Heteralcis tetraclina

Scientific classification
- Domain: Eukaryota
- Kingdom: Animalia
- Phylum: Arthropoda
- Class: Insecta
- Order: Lepidoptera
- Family: Lecithoceridae
- Genus: Heteralcis
- Species: H. tetraclina
- Binomial name: Heteralcis tetraclina (Meyrick, 1906)
- Synonyms: Timyra tetraclina Meyrick, 1906;

= Heteralcis tetraclina =

- Authority: (Meyrick, 1906)
- Synonyms: Timyra tetraclina Meyrick, 1906

Species of moth

Heteralcis tetraclina is a moth in the family Lecithoceridae. It was described by Edward Meyrick in 1906. It is found in Sri Lanka.

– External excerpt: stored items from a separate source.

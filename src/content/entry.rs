//! Writings index entries and the derivations that build them

use chrono::{DateTime, Utc};
use lazy_static::lazy_static;
use regex::Regex;
use serde::Serialize;
use std::cmp::Ordering;
use std::path::{Component, Path, PathBuf};

use super::FrontMatter;

lazy_static! {
    /// First inline image, `![alt](url)`, never spanning lines
    static ref INLINE_IMAGE: Regex = Regex::new(r"!\[.*?\]\((.*?)\)").unwrap();
}

/// One summary on the writings index
#[derive(Debug, Clone, Serialize)]
pub struct PostEntry {
    pub frontmatter: FrontMatter,

    /// Preview of the body, always ending in the excerpt marker
    pub content: String,

    /// Route of the post, e.g. `/writings/foo/bar/`
    pub slug: String,

    /// Parsed `frontmatter.date`
    #[serde(skip)]
    pub date: Option<DateTime<Utc>>,

    /// Full source file path
    #[serde(skip)]
    pub source: PathBuf,
}

impl PostEntry {
    /// Slug without the base route and slashes, e.g. `foo/bar`
    pub fn stem<'a>(&'a self, route: &str) -> &'a str {
        self.slug
            .strip_prefix(route)
            .unwrap_or(&self.slug)
            .trim_matches('/')
    }

    pub fn title(&self) -> &str {
        self.frontmatter.title.as_deref().unwrap_or("Untitled")
    }
}

/// Slug stem of a post file relative to the posts directory
///
/// `foo/bar.mdx` becomes `foo/bar`, `foo/index.md` becomes `foo`.
pub fn slug_stem(relative: &Path) -> String {
    let joined = relative
        .components()
        .filter_map(|c| match c {
            Component::Normal(part) => Some(part.to_string_lossy()),
            _ => None,
        })
        .collect::<Vec<_>>()
        .join("/");

    let without_ext = joined
        .strip_suffix(".mdx")
        .or_else(|| joined.strip_suffix(".md"))
        .unwrap_or(&joined);

    without_ext
        .strip_suffix("/index")
        .unwrap_or(without_ext)
        .to_string()
}

/// Public route of a slug stem under the base route
pub fn route_for(route: &str, stem: &str) -> String {
    format!("{}/{}/", route.trim_end_matches('/'), stem)
}

/// Public path of a post image, `/images/<stem>/<file>`
///
/// Root-absolute paths and remote URLs are already public and pass through.
pub fn image_path(stem: &str, file: &str) -> String {
    if is_relative_url(file) {
        format!("/images/{}/{}", stem, file)
    } else {
        file.to_string()
    }
}

/// Whether an image URL is relative to its post
pub fn is_relative_url(url: &str) -> bool {
    !(url.is_empty() || url.starts_with('/') || is_remote_url(url))
}

/// `https://...`, `//cdn...` or an inline `data:` URL
pub fn is_remote_url(url: &str) -> bool {
    url.starts_with("//") || url.starts_with("data:") || url.contains("://")
}

/// URL of the first inline image in a markdown body
pub fn first_image(body: &str) -> Option<&str> {
    INLINE_IMAGE
        .captures(body)
        .and_then(|caps| caps.get(1))
        .map(|m| m.as_str())
}

/// First `length` characters of the body followed by `marker`
///
/// The cut is not word- or markup-aware and the marker is appended even
/// when nothing was cut.
pub fn excerpt(body: &str, length: usize, marker: &str) -> String {
    let mut preview: String = body.chars().take(length).collect();
    preview.push_str(marker);
    preview
}

/// Newest first; undated entries sink to the bottom, ties go by slug
pub fn newest_first(a: &PostEntry, b: &PostEntry) -> Ordering {
    match (&a.date, &b.date) {
        (Some(x), Some(y)) => y.cmp(x),
        (Some(_), None) => Ordering::Less,
        (None, Some(_)) => Ordering::Greater,
        (None, None) => Ordering::Equal,
    }
    .then_with(|| a.slug.cmp(&b.slug))
}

The wingspan is 16–18 mm. The forewings are yellowish orange with fuscous-purple markings. There is a small spot on the base of the costa and five narrow transverse fasciae, the first at one-sixth, rather inwardly oblique, the second at one-third, rather outwardly oblique, the third median, oblique, irregularly angulated or dilated, the fourth at three-fourths, irregular, the fifth terminal, meeting the fourth at the tornus. There is also a small discal spot beyond the third, sometimes connected with it. The hindwings are whitish ochreous in males, with the posterior third suffused with dark fuscous, with a deep groove along the fold containing a very long expansible whitish-ochreous hair-pencil. The hindwings of the females are grey.